GRADED POTENTIALS AND SPIKING IN SINGLE UNITS OF THE OVAL ORGAN, A MECHANORECEPTOR IN THE LOBSTER VENTILATORY SYSTEM III. SENSORY HABITUATION TO REPETITIVE STIMULATION

1983 
SUMMARY 1. When the oval organ is stimulated repetitively at frequencies imitating normal scaphognathite beating the responses of the three sensory afferents decline.

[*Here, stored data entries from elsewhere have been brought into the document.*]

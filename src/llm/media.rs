use std::io::Cursor;
use std::path::Path;

use base64::{engine::general_purpose, Engine as _};
use image::ImageFormat;
use serde::{Deserialize, Serialize};
use tracing::{debug, warn};

use crate::llm::error::StudioError;

pub fn detect_mime_type(data: &[u8]) -> Option<String> {
    if data.len() > 12 {
        let ftyp = &data[4..12];
        if ftyp.starts_with(b"ftyp") {
            let brand = &ftyp[4..8];
            if brand == b"heic" || brand == b"heif" || brand == b"hevc" {
                return Some("image/heic".to_string());
            }
        }
    }

    infer::get(data).map(|kind| kind.mime_type().to_string())
}

pub fn normalize_image_mime_type(mime_type: &str) -> String {
    let lowered = mime_type.trim().to_ascii_lowercase();
    match lowered.as_str() {
        "image/jpg" => "image/jpeg".to_string(),
        _ => lowered,
    }
}

pub fn extension_for_mime(mime_type: &str) -> &'static str {
    match mime_type {
        "image/png" => "png",
        "image/webp" => "webp",
        "image/gif" => "gif",
        "image/heic" => "heic",
        _ => "jpg",
    }
}

/// An uploaded source, reference, or portrait image.
#[derive(Debug, Clone, PartialEq, Serialize, Deserialize)]
pub struct ImageFile {
    #[serde(skip)]
    pub bytes: Vec<u8>,
    pub mime_type: String,
    #[serde(default, skip_serializing_if = "Option::is_none")]
    pub display_name: Option<String>,
}

impl ImageFile {
    /// Accepts a `(bytes, mime)` pair only when it holds an image.
    ///
    /// Sniffed content wins over the declared type; a declared non-image type
    /// with no recognisable content is rejected.
    pub fn from_bytes(
        bytes: Vec<u8>,
        declared_mime: Option<&str>,
        display_name: Option<String>,
    ) -> Result<Self, StudioError> {
        if bytes.is_empty() {
            return Err(StudioError::UnsupportedMedia("empty file".to_string()));
        }

        let detected = detect_mime_type(&bytes);
        let mime_type = match (detected, declared_mime) {
            (Some(detected), _) => detected,
            (None, Some(declared)) => declared.to_string(),
            (None, None) => {
                return Err(StudioError::UnsupportedMedia(
                    "unrecognised file content".to_string(),
                ))
            }
        };
        let mime_type = normalize_image_mime_type(&mime_type);
        if !mime_type.starts_with("image/") {
            return Err(StudioError::UnsupportedMedia(mime_type));
        }

        Ok(ImageFile {
            bytes,
            mime_type,
            display_name,
        })
    }

    pub async fn load(path: &Path) -> Result<Self, StudioError> {
        let bytes = tokio::fs::read(path)
            .await
            .map_err(|err| StudioError::Io(format!("{}: {err}", path.display())))?;
        let display_name = path
            .file_name()
            .map(|name| name.to_string_lossy().to_string());
        let file = ImageFile::from_bytes(bytes, None, display_name)?;
        debug!(
            "Loaded image {} ({} bytes, {})",
            path.display(),
            file.bytes.len(),
            file.mime_type
        );
        Ok(file)
    }

    pub fn base64(&self) -> String {
        general_purpose::STANDARD.encode(&self.bytes)
    }
}

/// Image bytes returned by the remote model.
#[derive(Debug, Clone, PartialEq, Serialize, Deserialize)]
pub struct GeneratedImage {
    #[serde(skip)]
    pub bytes: Vec<u8>,
    pub mime_type: String,
}

impl GeneratedImage {
    pub fn from_base64(data: &str, mime_type: &str) -> Option<Self> {
        let bytes = general_purpose::STANDARD.decode(data.trim()).ok()?;
        if bytes.is_empty() {
            return None;
        }
        Some(GeneratedImage {
            bytes,
            mime_type: normalize_image_mime_type(mime_type),
        })
    }

    pub fn as_image_file(&self) -> ImageFile {
        ImageFile {
            bytes: self.bytes.clone(),
            mime_type: self.mime_type.clone(),
            display_name: None,
        }
    }

    pub fn extension(&self) -> &'static str {
        extension_for_mime(&self.mime_type)
    }

    /// Re-encodes as PNG so transparent exports keep an alpha channel.
    pub fn into_png(self) -> Self {
        if self.mime_type == "image/png" {
            return self;
        }
        let decoded = match image::load_from_memory(&self.bytes) {
            Ok(decoded) => decoded,
            Err(err) => {
                warn!("Could not decode {} output for PNG export: {}", self.mime_type, err);
                return self;
            }
        };
        let mut buffer = Cursor::new(Vec::new());
        if let Err(err) = decoded.to_rgba8().write_to(&mut buffer, ImageFormat::Png) {
            warn!("Could not encode PNG export: {}", err);
            return self;
        }
        GeneratedImage {
            bytes: buffer.into_inner(),
            mime_type: "image/png".to_string(),
        }
    }
}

The number of spikes per response diminishes, the firing rate declines and the latency of the first spike may increase. 2. The term 'sensory habituation' is proposed to describe the decline in response of a primary sensory unit to a repetitive train of identical stimuli. 3. The decline in spiking performance is shown to be due to some or all of these underlying changes: (a) a decline in the rate of rise of the graded potential, (b) a decline in amplitude of the graded potential, (c) a decline in the rate of growth of the active process leading to spike initiation and (d) a rise in spiking threshold. 4. The graded potential undergoes less of a reduction than impulse generation. Tetrodotoxin-treated fibres show little habituation to stretch. Normal fibres habituate to repetitive pulses of depolarizing current. 5. It is suggested that during regular quiet ventilation the analogue signal alone provides feedback. Any extraneous perturbation or change in scaphognathite rhythm restores spiking.